Amid all the noise surrounding tariffs, trade wars, and geopolitical tensions, one signal is getting louder for long-term investors: US stocks may be entering a compelling buy zone. Global giants like Meta are trading at a 30% discount from their peak valuations, these signals are worth paying an attention.
Finance expert Akshat Shrivastava recently noted that blue-chip stocks of US companies, particularly in sectors like tech, healthcare, and consumer goods, continue to show resilience in earnings, global market reach, and innovation leadership.
He added many Indian investors, however, remain unaware of these opportunities — not because they lack the risk appetite, but because they lack access to relevant knowledge. The gap isn’t about courage; it’s about information.
He noted that in today’s interconnected world, both Indian and US equity markets offer strong wealth-building opportunities. India has immense growth potential, while the US houses some of the world’s most innovative and globally dominant companies. Both markets are worth investing in—but timing and allocation matter.
"When firms like Meta are available at 30% discount from top. And, most Indian investors don't even know about this: it is not a question of risk appetite; but a question of relevant knowledge. I always encourage my community to learn as much as possible. Both India and US equity markets are good. It is your job as an investor: to figure out which market (at different points) you should buy more," Shrivastava noted.
Investing in US stocks amid dips
Tariff tensions — especially with China and the EU—have roiled investor sentiment in recent weeks. Markets dislike uncertainty, and these trade disruptions have triggered temporary sell-offs. Some investors, who are used to U.S. stocks outperforming international equities, are now showing a significant shift towards investing in other international markets.
This change is due to concerns that US assets may be facing increased risks as a result of escalating trade tensions caused by President Donald Trump. The S&P 500 has dropped by over 6% since the announcement of Trump's tariff plan, with the Dow and Nasdaq also experiencing significant declines of more than 7%.
However, not all experts are so keen on diversifying into US stocks amid trade war uncertainty, especially between the US and China.
Chethan Shenoy, Executive Director & Head - Product & Research, Anand Rathi Wealth Limited, said: "Investing in overseas markets is currently not recommended for investors as India’s fundamentals are poised for strong growth in the coming years, and macro factors are in a favorable zone with inflation under the RBI target zone and fiscal deficit as well under the below budget estimations. In recent times, we witnessed a steep fall from the highs due to global uncertainties, which were temporary but not due to any fundamental changes in India's growth. In the long term, markets will likely be driven by fundamentals such as macros and corporate earnings, and India is expected to show strong performance in the coming years."

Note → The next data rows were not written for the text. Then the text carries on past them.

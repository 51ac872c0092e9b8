use std::path::Path;
use std::process::ExitCode;

use audience_agent::config::credentials::Credentials;
use audience_agent::observability::metrics::get_metrics;
use audience_agent::utils::config_loader;
use audience_agent::utils::io;
use audience_agent::utils::logging;
use audience_agent::utils::logging::LogLevel;
use audience_agent::{Dispatcher, ServiceConfig};
use anyhow::{Context, Result};
use clap::{Parser, Subcommand};
use tracing::{error, info};

#[derive(Parser)]
#[command(author, version, about, long_about = None)]
struct Args {
    #[arg(short, long, env = "CONFIG", default_value = "audience-agent.yaml")]
    config: String,
    #[arg(long, env = "LOG_LEVEL", value_enum)]
    log_level: Option<LogLevel>,
    #[command(subcommand)]
    command: Command,
}

#[derive(Subcommand)]
enum Command {
    /// Run audience operations for every input item
    Run {
        /// JSON file with an array of item parameters, `-` for stdin
        #[arg(short, long, default_value = "-")]
        input: String,
        /// Output file; stdout when omitted
        #[arg(short, long)]
        output: Option<String>,
        /// Report failed items as `{"error": ...}` instead of aborting
        #[arg(long)]
        continue_on_fail: bool,
    },
    /// Check that the token endpoint accepts the configured credentials
    TestCredentials,
}

#[tokio::main]
async fn main() -> ExitCode {
    match run().await {
        Ok(()) => ExitCode::SUCCESS,
        Err(err) => {
            error!("{:#}", err);
            eprintln!("error: {:#}", err);
            ExitCode::FAILURE
        }
    }
}

async fn run() -> Result<()> {
    // -------------------------------
    // 1. Load YAML config
    // -------------------------------

    let args = Args::parse();
    let mut service_config = config_loader::run(&args.config).await?;
    logging::run(&service_config, args.log_level.to_owned())?;

    // -------------------------------
    // 2. Resolve credentials
    // -------------------------------

    let credentials = Credentials::resolve(&service_config.credentials)
        .context("failed to resolve credentials")?;

    match args.command {
        Command::TestCredentials => {
            let dispatcher = Dispatcher::from_settings(&service_config.settings, credentials)?;
            dispatcher.token_source().test_credentials().await?;
            info!("credentials accepted by token endpoint");
            println!("credentials OK");
            Ok(())
        }
        Command::Run { input, output, continue_on_fail } => {
            // flag can only switch failure tolerance on
            service_config.settings.continue_on_fail |= continue_on_fail;

            // -------------------------------
            // 3. Read input items
            // -------------------------------

            let items = io::read_items(&input).await?;

            // -------------------------------
            // 4. Dispatch items in order
            // -------------------------------

            let dispatcher = Dispatcher::from_settings(&service_config.settings, credentials)?;
            let result = dispatcher.run(&items).await;

            // -------------------------------
            // 5. Metrics textfile, then output
            // -------------------------------

            write_metrics(&service_config).await;
            let output_items = result?;
            io::write_output(output.as_deref(), &output_items).await
        }
    }
}

async fn write_metrics(service_config: &ServiceConfig) {
    let metrics_config = &service_config.settings.metrics;
    if !metrics_config.is_enabled {
        return;
    }
    let path = Path::new(&metrics_config.path);
    if let Err(err) = get_metrics().await.write_textfile(path).await {
        error!("failed to write metrics to '{}': {:#}", metrics_config.path, err);
    }
}
use thiserror::Error;

/// Every way a single item can fail.
///
/// The dispatcher does not distinguish kinds when it reports a tolerated
/// failure: the `Display` text becomes the item's `error` field.
#[derive(Error, Debug)]
pub enum AgentError {
    /// Token endpoint rejected the client credentials, or they could not be resolved.
    #[error("credential validation failed: {0}")]
    Credentials(String),

    /// Item parameters are missing or malformed; raised before any network call.
    #[error("invalid parameters: {0}")]
    Validation(String),

    #[error("Criteo API error {status}: {body}")]
    Api { status: u16, body: String },

    #[error("transport error: {0}")]
    Transport(#[from] reqwest::Error),

    #[error("unexpected response: {0}")]
    Decode(#[from] serde_json::Error),
}

impl AgentError {
    pub fn validation(message: impl Into<String>) -> Self {
        AgentError::Validation(message.into())
    }

    /// Short label used for metrics.
    pub fn kind(&self) -> &'static str {
        match self {
            AgentError::Credentials(_) => "credentials",
            AgentError::Validation(_) => "validation",
            AgentError::Api { .. } => "api",
            AgentError::Transport(_) => "transport",
            AgentError::Decode(_) => "decode",
        }
    }
}

/// Error that aborted a run, tagged with the zero-based index of the failing item.
#[derive(Error, Debug)]
#[error("item {index} failed: {source}")]
pub struct ItemError {
    pub index: usize,
    #[source]
    pub source: AgentError,
}

pub type Result<T> = std::result::Result<T, AgentError>;

#[cfg(test)]
mod tests {
    use super::*;

    #[test]
    fn item_error_names_the_failing_index() {
        let err = ItemError {
            index: 2,
            source: AgentError::validation("audienceId is required"),
        };
        assert_eq!(
            err.to_string(),
            "item 2 failed: invalid parameters: audienceId is required"
        );
    }

    #[test]
    fn api_error_carries_status_and_body() {
        let err = AgentError::Api {
            status: 400,
            body: r#"{"errors":[{"title":"bad algebra"}]}"#.to_owned(),
        };
        assert_eq!(err.kind(), "api");
        assert!(err.to_string().starts_with("Criteo API error 400:"));
    }
}
use http::Method;
use serde_json::Value;

use crate::audience::payload::{
    AudiencePayload, CreateAttributes, Document, EstimateAttributes, ResourceObject,
    SearchAttributes, UpdateAttributes, ValuePatch, TYPE_AUDIENCE, TYPE_AUDIENCE_SEARCH,
};
use crate::utils::constants::{
    AUDIENCES_COMPUTE_SIZES_ENDPOINT, AUDIENCES_CREATE_ENDPOINT, AUDIENCES_DELETE_ENDPOINT,
    AUDIENCES_ENDPOINT, AUDIENCES_ESTIMATE_SIZE_ENDPOINT, AUDIENCES_SEARCH_ENDPOINT,
};

/// One validated audience operation with its own field set
#[derive(Debug, Clone, PartialEq)]
pub enum AudienceOperation {
    Search(SearchAudiences),
    Create(CreateAudience),
    Update(UpdateAudience),
    /// non-empty list of audience ids
    Delete(Vec<String>),
    /// non-empty list of audience ids
    ComputeSize(Vec<String>),
    EstimateSize(EstimateAudienceSize),
}

#[derive(Debug, Clone, Default, PartialEq)]
pub struct AudienceFilter {
    pub audience_ids: Vec<String>,
    pub advertiser_ids: Vec<String>,
    pub audience_segment_ids: Vec<String>,
    pub ad_set_ids: Vec<String>,
}

#[derive(Debug, Clone, PartialEq)]
pub struct SearchAudiences {
    pub filter: AudienceFilter,
    pub limit: u64,
    pub offset: u64,
}

#[derive(Debug, Clone, PartialEq)]
pub struct CreateAudience {
    pub name: String,
    pub description: String,
    pub advertiser_id: String,
    pub algebra: Value,
}

#[derive(Debug, Clone, PartialEq)]
pub struct UpdateAudience {
    pub audience_id: String,
    pub name: Option<String>,
    pub description: Option<String>,
    pub algebra: Option<Value>,
}

#[derive(Debug, Clone, PartialEq)]
pub struct EstimateAudienceSize {
    pub advertiser_id: String,
    pub algebra: Value,
}

impl AudienceOperation {
    /// Operation name as used in item parameters
    pub fn name(&self) -> &'static str {
        match self {
            AudienceOperation::Search(_) => "search",
            AudienceOperation::Create(_) => "create",
            AudienceOperation::Update(_) => "update",
            AudienceOperation::Delete(_) => "delete",
            AudienceOperation::ComputeSize(_) => "computeSize",
            AudienceOperation::EstimateSize(_) => "estimateSize",
        }
    }

    pub fn method(&self) -> Method {
        match self {
            AudienceOperation::Update(_) => Method::PATCH,
            _ => Method::POST,
        }
    }

    pub fn endpoint(&self) -> &'static str {
        match self {
            AudienceOperation::Search(_) => AUDIENCES_SEARCH_ENDPOINT,
            AudienceOperation::Create(_) => AUDIENCES_CREATE_ENDPOINT,
            AudienceOperation::Update(_) => AUDIENCES_ENDPOINT,
            AudienceOperation::Delete(_) => AUDIENCES_DELETE_ENDPOINT,
            AudienceOperation::ComputeSize(_) => AUDIENCES_COMPUTE_SIZES_ENDPOINT,
            AudienceOperation::EstimateSize(_) => AUDIENCES_ESTIMATE_SIZE_ENDPOINT,
        }
    }

    /// Only search is paged
    pub fn query(&self) -> Vec<(&'static str, String)> {
        match self {
            AudienceOperation::Search(search) => vec![
                ("limit", search.limit.to_string()),
                ("offset", search.offset.to_string()),
            ],
            _ => Vec::new(),
        }
    }

    pub fn payload(&self) -> AudiencePayload {
        match self {
            AudienceOperation::Search(search) => AudiencePayload::Search(Document {
                data: ResourceObject {
                    id: None,
                    kind: TYPE_AUDIENCE_SEARCH,
                    attributes: search.filter.to_attributes(),
                },
            }),
            AudienceOperation::Create(create) => AudiencePayload::Create(Document {
                data: vec![ResourceObject {
                    id: None,
                    kind: TYPE_AUDIENCE,
                    attributes: CreateAttributes {
                        name: create.name.clone(),
                        description: create.description.clone(),
                        advertiser_id: create.advertiser_id.clone(),
                        algebra: create.algebra.clone(),
                    },
                }],
            }),
            AudienceOperation::Update(update) => AudiencePayload::Update(Document {
                data: vec![ResourceObject {
                    id: Some(update.audience_id.clone()),
                    kind: TYPE_AUDIENCE,
                    attributes: UpdateAttributes {
                        name: update.name.clone(),
                        description: update
                            .description
                            .clone()
                            .map(|value| ValuePatch { value }),
                        algebra: update.algebra.clone(),
                    },
                }],
            }),
            AudienceOperation::Delete(ids) | AudienceOperation::ComputeSize(ids) => {
                AudiencePayload::identifiers(ids)
            }
            AudienceOperation::EstimateSize(estimate) => AudiencePayload::Estimate(Document {
                data: ResourceObject {
                    id: None,
                    kind: TYPE_AUDIENCE,
                    attributes: EstimateAttributes {
                        advertiser_id: estimate.advertiser_id.clone(),
                        algebra: estimate.algebra.clone(),
                    },
                },
            }),
        }
    }
}

impl AudienceFilter {
    /// Empty lists are dropped so they never reach the wire.
    pub fn to_attributes(&self) -> SearchAttributes {
        fn non_empty(ids: &[String]) -> Option<Vec<String>> {
            (!ids.is_empty()).then(|| ids.to_vec())
        }
        SearchAttributes {
            audience_ids: non_empty(&self.audience_ids),
            advertiser_ids: non_empty(&self.advertiser_ids),
            audience_segment_ids: non_empty(&self.audience_segment_ids),
            ad_set_ids: non_empty(&self.ad_set_ids),
        }
    }
}

#[cfg(test)]
mod tests {
    use super::*;
    use serde_json::json;

    fn wire(op: &AudienceOperation) -> Value {
        serde_json::to_value(op.payload()).unwrap()
    }

    fn algebra() -> Value {
        json!({"and": [
            {"or": [{"audienceSegmentId": "42914"}, {"audienceSegmentId": "19234"}]},
            {"not": {"audienceSegmentId": "3482"}}
        ]})
    }

    #[test]
    fn search_without_filters_sends_empty_attributes() {
        let op = AudienceOperation::Search(SearchAudiences {
            filter: AudienceFilter::default(),
            limit: 50,
            offset: 0,
        });
        assert_eq!(op.method(), Method::POST);
        assert_eq!(op.endpoint(), "/marketing-solutions/audiences/search");
        assert_eq!(op.query(), vec![("limit", "50".to_owned()), ("offset", "0".to_owned())]);
        assert_eq!(wire(&op), json!({"data": {"type": "AudienceSearch", "attributes": {}}}));
    }

    #[test]
    fn search_sends_only_non_empty_filters() {
        let op = AudienceOperation::Search(SearchAudiences {
            filter: AudienceFilter {
                audience_ids: vec!["1001".into(), "1002".into(), "1003".into()],
                ad_set_ids: vec!["7".into()],
                ..AudienceFilter::default()
            },
            limit: 5,
            offset: 10,
        });
        assert_eq!(
            wire(&op),
            json!({"data": {"type": "AudienceSearch", "attributes": {
                "audienceIds": ["1001", "1002", "1003"],
                "adSetIds": ["7"]
            }}})
        );
    }

    #[test]
    fn create_keeps_bare_description_even_when_empty() {
        let op = AudienceOperation::Create(CreateAudience {
            name: "Cart abandoners".into(),
            description: String::new(),
            advertiser_id: "4949".into(),
            algebra: algebra(),
        });
        assert_eq!(op.endpoint(), "/marketing-solutions/audiences/create");
        assert!(op.query().is_empty());
        assert_eq!(
            wire(&op),
            json!({"data": [{"type": "Audience", "attributes": {
                "name": "Cart abandoners",
                "description": "",
                "advertiserId": "4949",
                "algebra": algebra()
            }}]})
        );
    }

    #[test]
    fn update_wraps_description_and_omits_missing_fields() {
        let op = AudienceOperation::Update(UpdateAudience {
            audience_id: "77".into(),
            name: None,
            description: Some("new text".into()),
            algebra: None,
        });
        assert_eq!(op.method(), Method::PATCH);
        assert_eq!(op.endpoint(), "/marketing-solutions/audiences");
        assert_eq!(
            wire(&op),
            json!({"data": [{"id": "77", "type": "Audience", "attributes": {
                "description": {"value": "new text"}
            }}]})
        );
    }

    #[test]
    fn delete_and_compute_size_send_identifiers() {
        let ids = vec!["1".to_owned(), "2".to_owned()];
        let expected = json!({"data": [{"id": "1", "type": "Audience"}, {"id": "2", "type": "Audience"}]});

        let delete = AudienceOperation::Delete(ids.clone());
        assert_eq!(delete.endpoint(), "/marketing-solutions/audiences/delete");
        assert_eq!(wire(&delete), expected);

        let compute = AudienceOperation::ComputeSize(ids);
        assert_eq!(compute.endpoint(), "/marketing-solutions/audiences/compute-sizes");
        assert_eq!(wire(&compute), expected);
    }

    #[test]
    fn estimate_size_sends_single_resource() {
        let op = AudienceOperation::EstimateSize(EstimateAudienceSize {
            advertiser_id: "4949".into(),
            algebra: algebra(),
        });
        assert_eq!(op.endpoint(), "/marketing-solutions/audiences/estimate-size");
        assert_eq!(
            wire(&op),
            json!({"data": {"type": "Audience", "attributes": {
                "advertiserId": "4949",
                "algebra": algebra()
            }}})
        );
    }
}
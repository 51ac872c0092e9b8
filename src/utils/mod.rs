pub mod constants;
pub mod config_loader;
pub mod logging;
pub mod io;
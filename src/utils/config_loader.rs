use std::path::Path;
use anyhow::{anyhow, Result};

use crate::ServiceConfig;
use crate::config::proc_loader::file_to_config;

pub async fn run(config_path: &str) -> Result<ServiceConfig> {
    let path = Path::new(config_path);
    file_to_config(path).await.map_err(|e| anyhow!("Invalid config format: {}", e))
}
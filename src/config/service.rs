use serde::Deserialize;

use crate::config::settings::SettingsConfig;

/// ================================
/// Full service configuration
/// ================================
#[derive(Debug, Deserialize, Clone)]
pub struct ServiceConfig {
    #[serde(default)]
    pub settings: SettingsConfig,
    pub credentials: CredentialsConfig,
}

/// ================================
/// Credentials
/// ================================
#[derive(Debug, Deserialize, Clone)]
pub struct CredentialsConfig {
    pub client_id: SecretValue,
    pub client_secret: SecretValue,
}

/// Where a credential value comes from
#[derive(Debug, Deserialize, Clone)]
#[serde(untagged)]
pub enum SecretValue {
    Literal {
        value: String,
    },
    FromEnv {
        from_env: String,
    },
    FromFile {
        path: String,
    },
}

He added: "Investors should invest in diversified domestic equity mutual funds such as market cap-based funds and strategy-based funds as value, contra, and focused, which helps to get broader diversification across the sectors and categories and helps to reduce the volatility and generate higher alpha if one wants to explore global diversification in the portfolio, we recommend not to maintain more than 5% of the overall portfolio, and investors can invest through overseas ETFs to invest in US markets. While global investments can enhance your portfolio, investors should remember that the core portfolio should focus on domestic equities that align with India’s growth trajectory."